Among the treasures in the Sydney Art Gallery is Sir Luke Fildes' famous painting entitled ‘The Widower.’ On the right-hand side of the picture sits the poor toiler, with his sick child on his knee. One overwhelming bereavement has already overtaken him, and another stares him in the face. His brow is clouded with uttermost sorrow and perplexity. He looks at his child and seems to say, 'If only she were here!’ And on the left-hand side of the picture are the younger children playing on the floor, laughing and crowing in their merriment.

They are not old enough to understand; but their delight seems cruelly to mock his despair. Have we not here the story of the laughing-jackass and the dead kangaroo over again? The thing occurs hourly.

…Who is there that, passing through some deep valley of weeping, has not been stabbed to the quick by the laughter on the hills?

I shall never forget the day on which I left the Homeland. I was about to set sail for lands in which I should be the eeriest stranger. I passed, on my way to the ship, through the crowded London streets, every one of which was endeared to me by old associations and enriched by fond memories.
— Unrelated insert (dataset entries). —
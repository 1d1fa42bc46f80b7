//! Corpus sweep over both backends.

use anyhow::{bail, Context, Result};
use serde::Serialize;
use tracing::warn;

use cvx_compute::{compare, OpParams, Registry};
use cvx_core::Pattern;

use crate::{DeviceArg, ParityArgs};

#[derive(Debug, Default, Serialize)]
struct OpReport {
    op: &'static str,
    tolerance: u8,
    cases: usize,
    gpu_runs: usize,
    max_diff: u8,
    over_tolerance: usize,
}

impl OpReport {
    fn passed(&self) -> bool {
        self.over_tolerance == 0
    }
}

pub fn run(args: ParityArgs, device: DeviceArg, verbose: bool) -> Result<()> {
    let proc = super::processor(device)?;
    if proc.device_name().is_none() {
        warn!("no compute device, only the host side runs (try --device software)");
    }
    let registry = Registry::builtin();
    let params = OpParams::default();

    let mut reports = Vec::new();
    for desc in registry.iter() {
        let Some(gpu_channels) = desc.gpu_channels else {
            continue;
        };
        let mut report = OpReport {
            op: desc.name,
            tolerance: desc.tolerance(),
            ..OpReport::default()
        };

        for channels in gpu_channels.counts() {
            for pattern in Pattern::CORPUS {
                let label = format!("{}@{channels}", pattern.name());
                let input = pattern
                    .generate(args.size, args.size, channels)
                    .with_context(|| format!("Failed to generate {label}"))?;
                report.cases += 1;
                let (host, gpu) = proc
                    .run_both(desc.name, &input, &params)
                    .with_context(|| format!("{} on {label}", desc.name))?;

                let Some(gpu) = gpu else { continue };
                report.gpu_runs += 1;

                let cmp = compare(&host, &gpu, report.tolerance);
                report.max_diff = report.max_diff.max(cmp.max_diff);
                if !cmp.within_tolerance() {
                    report.over_tolerance += 1;
                    if verbose {
                        eprintln!("  {} {label}: {:?}", desc.name, cmp.first_mismatch);
                    }
                }
            }
        }
        reports.push(report);
    }

    if args.json {
        let json = serde_json::to_string_pretty(&reports).context("Failed to serialize report")?;
        println!("{json}");
    } else {
        println!("Device: {}", proc.device_name().unwrap_or("none"));
        println!(
            "{:<15} {:>5} {:>5} {:>8} {:>4}  result",
            "operation", "cases", "gpu", "max diff", "tol"
        );
        for r in &reports {
            println!(
                "{:<15} {:>5} {:>5} {:>8} {:>4}  {}",
                r.op,
                r.cases,
                r.gpu_runs,
                r.max_diff,
                r.tolerance,
                if r.passed() { "ok" } else { "FAIL" }
            );
        }
    }

    let failed = reports.iter().filter(|r| !r.passed()).count();
    if failed > 0 {
        bail!("{failed} operation(s) diverged beyond tolerance");
    }
    Ok(())
}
I was accompanied by those who were all the world to me, those who, like myself, were calling up all the reserve powers of the will to nerve them for the wrench of parting. And I remember how I was mocked by the sounds of the city streets. My soul was in tears; but who cared? People were chattering; crowds were jostling; newsboys were shouting; all London was sunlit and gay. It seemed as though the old haunts were glad to see me go. The laughter tore and lacerated my spirit. The jackass seems a hideous incongruity in the presence of the dead kangaroo.

F W Boreham, ‘The Jackass and the Kangaroo’, The Luggage of Life (London: Charles H Kelly, 1912), 142-144.

Image: The Widower.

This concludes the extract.